In 2015, I left Matthew Vaughn’s Kingsman: The Secret Service disgusted, offended, and disturbed that such movies actually have an audience. Had I but known what Vaughn was planning for this year’s Kingsman: The Golden Circle. Just like before, it’s disgusting and offensive; now, it has the added distinction of being so glaringly implausible that it surpasses escapism and reaches astounding heights of stupidity. Anyone who sees this film and actually likes it most likely doesn’t have the ability to discern good movies from bad. It’s also possible that the actors who agreed to appear in it, four of whom – yes, four – have won Academy Awards, need to reassess their relationships with their agents.
Its predecessor was offensive in its cavalier attitude towards mentoring at-risk youths. If you’re young and wayward, we were told, you can be helped by being recruited into a secret spy organization and trained to become a lethal killing machine. This new movie finds a different way to be offensive; under the guise of an obscenely over-the-top action comic-book comedy, it’s one of the most shamelessly brutal indictments of American citizens, using our backward views on drug legalization to beat a sociopolitical message over our heads. And of course the President (Bruce Greenwood) is portrayed as a latent genocidal madman.
But it doesn’t end there. In this film, we learn that there’s an American equivalent to the British Kingsman organization. Unlike Kingsman, which is fronted by a classy tailor shop, the American one is fronted by a whisky distillery in Kentucky, and virtually all its agents are good ol’ country boys in cowboy hats with southern drawls armed with shotguns and six-shooters. One of the agents (Channing Tatum) is introduced chewing on and spitting out tobacco, while another (Pedro Pascal) has a lasso that doubles as an electrified beam capable of cutting people in half. Oh, and all the agents are codenamed after alcohols. I remember Whisky, Tequila, and Champagne, the latter being the leader and is played by, and this should come as no surprise at all, Jeff Bridges.

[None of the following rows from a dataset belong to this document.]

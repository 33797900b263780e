use utoipa::OpenApi;

#[derive(OpenApi)]
#[openapi(
    info(
        title = "Wyma User Service API",
        version = "1.0.0",
        description = "Record-management API for the Wyma user collection. Bulk creation with explicit partial-failure reporting, exact-match filtered listing, and id-keyed read/update/delete."
    ),
    paths(
        crate::api::users::create_users,
        crate::api::users::get_users,
        crate::api::users::get_user,
        crate::api::users::update_user,
        crate::api::users::delete_user,
        crate::api::health::health_check,
    ),
    components(
        schemas(
            crate::models::CreateUserRequest,
            crate::models::UpdateUserRequest,
            crate::models::UserResponse,
            crate::api::health::HealthResponse,
        )
    ),
    tags(
        (name = "Users", description = "CRUD operations on the user collection."),
        (name = "Health", description = "Liveness check.")
    )
)]
pub struct ApiDoc;
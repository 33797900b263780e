pub mod health;
pub mod swagger;
pub mod users;
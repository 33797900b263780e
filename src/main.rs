mod api;
mod database;
mod models;
mod services;
mod utils;

use actix_cors::Cors;
use actix_web::{middleware::Logger, web, App, HttpServer};
use dotenv::dotenv;
use std::env;
use utoipa::OpenApi;
use utoipa_swagger_ui::SwaggerUi;

#[actix_web::main]
async fn main() -> std::io::Result<()> {
    // Load environment variables
    dotenv().ok();

    // Initialize logger
    env_logger::init_from_env(env_logger::Env::new().default_filter_or("info"));

    // Get configuration from environment
    let host = env::var("HOST").unwrap_or_else(|_| "0.0.0.0".to_string());
    let port = env::var("PORT").unwrap_or_else(|_| "3000".to_string());
    let mongodb_uri = env::var("MONGODB_URI")
        .unwrap_or_else(|_| "mongodb://127.0.0.1:27017/wyma_db".to_string());

    log::info!("Starting Wyma User Service...");

    // Initialize MongoDB connection
    let db = database::MongoDB::new(&mongodb_uri)
        .await
        .expect("Failed to connect to MongoDB");

    let db_data = web::Data::new(db.clone());

    log::info!("Server starting on {}:{}", host, port);
    log::info!("Swagger UI available at: http://{}:{}/swagger-ui/", host, port);

    // Start HTTP server
    HttpServer::new(move || {
        // The service is open to any origin, mirroring a default CORS
        // policy applied uniformly to all routes.
        let cors = Cors::permissive();

        let openapi = api::swagger::ApiDoc::openapi();

        App::new()
            .app_data(db_data.clone())
            .wrap(cors)
            .wrap(Logger::default())
            .service(
                SwaggerUi::new("/swagger-ui/{_:.*}")
                    .url("/api-docs/openapi.json", openapi.clone()),
            )
            .route("/health", web::get().to(api::health::health_check))
            .service(
                web::scope("/users")
                    .service(api::users::create_users)
                    .service(api::users::get_users)
                    .service(api::users::get_user)
                    .service(api::users::update_user)
                    .service(api::users::delete_user),
            )
    })
    .bind(format!("{}:{}", host, port))?
    .run()
    .await
}
pub mod error;
use actix_web::{HttpResponse, Responder};
use serde::{Deserialize, Serialize};

#[derive(Serialize, Deserialize, utoipa::ToSchema)]
pub struct HealthResponse {
    pub status: String,
    pub service: String,
    pub version: String,
    pub timestamp: i64,
}

#[utoipa::path(
    get,
    path = "/health",
    tag = "Health",
    responses(
        (status = 200, description = "Service is healthy", body = HealthResponse)
    )
)]
pub async fn health_check() -> impl Responder {
    HttpResponse::Ok().json(HealthResponse {
        status: "healthy".to_string(),
        service: "wyma-user-service".to_string(),
        version: env!("CARGO_PKG_VERSION").to_string(),
        timestamp: chrono::Utc::now().timestamp(),
    })
}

Is this all we Americans are in the eyes of Vaughn? Cowboy stereotypes that booze it up? He must think so, especially when you consider that, in the film, the only source of breaking news about a worldwide drug-related pandemic is Fox News, which reasonable people know is a hotbed of right-wing propaganda. Yes, I’m well aware that we do have backward views on drug legalization, and there’s no denying the racist misogynist we have in the White House right now, who suffers from perpetual diarrhea of the mouth. That doesn’t mean we deserve to be so cruelly mocked, especially in a comic book movie at great pains to be gratuitously violent.
My God, but the things this movie asks us to believe. The fact that Colin Firth’s character, who was shot in the head at point-blank range in the previous film, could actually be revived with no real brain damage because of a gel sheet and end up with just one eye missing. The idea that Eggsy (Taron Egerton) is in love with the Princess of Sweden (Hanna Alström), who would of course be in England with Eggsy and spend casual nights with him and his friends drinking. The notion that the main villain, a perky woman (Julianne Moore), is the leader of the world’s largest drug cartel, and that she runs her empire in the ruins of a rainforest, which she would naturally make over to satisfy her love of 1950s nostalgia. In spite of her bubbly demeanor, this will not stop her from having one of her agents ground up in a meat grinder, forming his meat into a burger patty, grilling it, and forcing a new recruit to eat it.
And then there’s a character played by Halle Berry, who works for the American spy agency yet sticks out like a sore thumb, simply because she wasn’t directed to be the southern stereotype all the other American agents were made to be. She doesn’t even make an attempt at a southern accent. So what the hell is she doing there? But probably the most unbelievable thing of all is the fact that Moore’s character has kidnapped Elton John, the real Elton John, and forces him to sing his songs and play piano in her ‘50s-style theater. You might think you haven’t lived until you’ve seen John in full regalia – a brightly-colored feather suit, glittering spiked heels, oversized sunglasses – getting into a brutal kickfight and swearing like a sailor. But trust me, you have. He must really be desperate if he’s accepting work like this.
Oh, how I hated this movie. Kingsman: The Golden Circle exemplifies how spectacularly wrong a comic book adaptation can go, how low some filmmakers are willing to stoop, and how crazy or in dire straits or both some actors must be. It’s an affront to moviemaking as a whole. And yet I know it will be a hit, because, for reasons passing understanding, audiences have deluded themselves into tolerating the intolerable. We’re so much better than this. Then again, maybe we’re not. How else to explain why intelligence-insulting garbage like these Kingsman films, Mad Max: Fury Road, and the Transformers movies make millions, while thought-provoking masterpieces like Steve Jobs are virtually ignored?